Mitochondria & NAD: the longevity engine room

This is where the most exciting research — and the most hype — lives. CoQ10 is solid (especially on statins), alpha-lipoic acid for metabolism. The NAD⁺ precursors NMN and NR demonstrably raise NAD⁺ in humans — but whether that means measurably healthier aging is still open. Honestly: promising, not proven.

Senolytics & autophagy: cleanup at the cellular level

Fisetin and Quercetin aim to clear senescent "zombie cells", spermidine to boost autophagy — more in the pieces on senolytics and fasting & autophagy. Mechanistically strong, human evidence still young.

Overhyped — handle with care

Honesty matters — these four are routinely oversold:

  • Resveratrol: The Sinclair classic. Many cell/animal studies, but disappointing human data and poor bioavailability. Not essential.
  • The NMN hype: NAD⁺ rises — human lifespan is not proven. Intriguing, but pricey for an unclear benefit.
  • Isolated caffeine: The longevity benefits of coffee/tea come from the polyphenols, not the caffeine. Caffeine pills ≠ coffee.
  • Glutamine for muscle: Weakly supported in healthy people. More useful for gut/immune.

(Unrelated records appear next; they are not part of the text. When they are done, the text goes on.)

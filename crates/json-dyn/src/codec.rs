//! Text boundary: parse JSON bytes into a [`Value`] and serialize it back.

use std::str::FromStr;

use log::debug;
use serde::de::{Deserialize, Deserializer, Error as _};
use serde::ser::{Error as _, Serialize, SerializeMap, SerializeSeq, Serializer};

use crate::error::{JsonError, SerializeError};
use crate::value::Value;

#[derive(Debug, Clone, Copy, PartialEq, Eq, serde::Deserialize)]
#[serde(default)]
pub struct ParseOptions {
    /// Accept a scalar at the top level. When false, only arrays and objects
    /// are accepted as documents.
    pub allow_fragments: bool,
}

impl Default for ParseOptions {
    fn default() -> Self {
        Self {
            allow_fragments: true,
        }
    }
}

impl ParseOptions {
    pub fn with_allow_fragments(mut self, allow_fragments: bool) -> Self {
        self.allow_fragments = allow_fragments;
        self
    }
}

#[derive(Debug, Clone, Copy, Default, PartialEq, Eq, serde::Deserialize)]
#[serde(default)]
pub struct SerializeOptions {
    /// Two-space indented output.
    pub pretty: bool,
    /// Emit object keys in lexicographic order at every depth instead of
    /// insertion order.
    pub sorted_keys: bool,
}

impl SerializeOptions {
    pub fn with_pretty(mut self, pretty: bool) -> Self {
        self.pretty = pretty;
        self
    }

    pub fn with_sorted_keys(mut self, sorted_keys: bool) -> Self {
        self.sorted_keys = sorted_keys;
        self
    }
}

/// Parses UTF-8 JSON text.
pub fn parse(bytes: &[u8], options: &ParseOptions) -> Result<Value, JsonError> {
    let json: serde_json::Value =
        serde_json::from_slice(bytes).map_err(|err| JsonError::ParseFailure(err.to_string()))?;
    if !options.allow_fragments && !(json.is_array() || json.is_object()) {
        return Err(JsonError::ParseFailure(
            "top-level value must be an array or object".to_string(),
        ));
    }
    let value = Value::from(json);
    // Only out-of-range numbers leave sentinels behind.
    if let Some(error) = value.first_invalid() {
        return Err(JsonError::ParseFailure(error.to_string()));
    }
    Ok(value)
}

/// Encodes a value as JSON bytes. Fails without output if any node is
/// `Invalid`.
pub fn serialize(value: &Value, options: &SerializeOptions) -> Result<Vec<u8>, SerializeError> {
    if let Some(error) = value.first_invalid() {
        return Err(SerializeError::InvalidValue(error.clone()));
    }
    let ordered = Ordered {
        value,
        sorted_keys: options.sorted_keys,
    };
    let bytes = if options.pretty {
        serde_json::to_vec_pretty(&ordered)?
    } else {
        serde_json::to_vec(&ordered)?
    };
    Ok(bytes)
}

impl Value {
    /// Strict parse with default options.
    pub fn parse(bytes: &[u8]) -> Result<Value, JsonError> {
        parse(bytes, &ParseOptions::default())
    }

    /// Lenient parse: failures come back as `Invalid(ParseFailure)`.
    pub fn from_slice(bytes: &[u8]) -> Value {
        Self::from_slice_with(bytes, &ParseOptions::default())
    }

    pub fn from_slice_with(bytes: &[u8], options: &ParseOptions) -> Value {
        match parse(bytes, options) {
            Ok(value) => value,
            Err(error) => {
                debug!("parse failed: {error}");
                Value::Invalid(error)
            }
        }
    }

    pub fn to_json_string(&self, options: &SerializeOptions) -> Result<String, SerializeError> {
        let bytes = serialize(self, options)?;
        // serde_json only emits UTF-8.
        String::from_utf8(bytes)
            .map_err(|err| SerializeError::Encode(<serde_json::Error as serde::ser::Error>::custom(err.to_string())))
    }
}

impl FromStr for Value {
    type Err = JsonError;

    fn from_str(s: &str) -> Result<Self, Self::Err> {
        Value::parse(s.as_bytes())
    }
}

struct Ordered<'a> {
    value: &'a Value,
    sorted_keys: bool,
}

impl<'a> Ordered<'a> {
    fn child(&self, value: &'a Value) -> Self {
        Self {
            value,
            sorted_keys: self.sorted_keys,
        }
    }
}

impl Serialize for Ordered<'_> {
    fn serialize<S: Serializer>(&self, serializer: S) -> Result<S::Ok, S::Error> {
        match self.value {
            Value::Null => serializer.serialize_unit(),
            Value::Bool(b) => serializer.serialize_bool(*b),
            Value::Number(n) => n.serialize(serializer),
            Value::String(s) => serializer.serialize_str(s),
            Value::Array(items) => {
                let mut seq = serializer.serialize_seq(Some(items.len()))?;
                for item in items {
                    seq.serialize_element(&self.child(item))?;
                }
                seq.end()
            }
            Value::Object(map) => {
                let mut entries: Vec<(&String, &Value)> = map.iter().collect();
                if self.sorted_keys {
                    entries.sort_by(|a, b| a.0.cmp(b.0));
                }
                let mut out = serializer.serialize_map(Some(entries.len()))?;
                for (key, value) in entries {
                    out.serialize_entry(key, &self.child(value))?;
                }
                out.end()
            }
            Value::Invalid(error) => Err(S::Error::custom(format!(
                "cannot serialize invalid value: {error}"
            ))),
        }
    }
}

impl Serialize for Value {
    fn serialize<S: Serializer>(&self, serializer: S) -> Result<S::Ok, S::Error> {
        Ordered {
            value: self,
            sorted_keys: false,
        }
        .serialize(serializer)
    }
}

impl<'de> Deserialize<'de> for Value {
    fn deserialize<D: Deserializer<'de>>(deserializer: D) -> Result<Self, D::Error> {
        let value = Value::from(serde_json::Value::deserialize(deserializer)?);
        match value.first_invalid() {
            Some(error) => Err(D::Error::custom(error)),
            None => Ok(value),
        }
    }
}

How to build a stack from this

  1. Foundation first (strongly supported): D3+K2, omega-3, magnesium, creatine — daily.
  2. Add deliberately by need and bloodwork: zinc, CoQ10 (statins), berberine (blood sugar), ashwagandha (stress).
  3. Experimental (optional, eyes open): NMN/NR, spermidine, fisetin — with realistic expectations.

For a concrete example, see my personal stack. And all the details, doses, and study counts are in the compound database.

Bottom line

The honest truth: a handful of compounds are strongly supported and cheap — the rest ranges from "solid" through "promising" to "overhyped". Get the foundation right and stay realistic about the rest, and you capture 90% of the benefit. More pills ≠ a longer life. Better decisions do.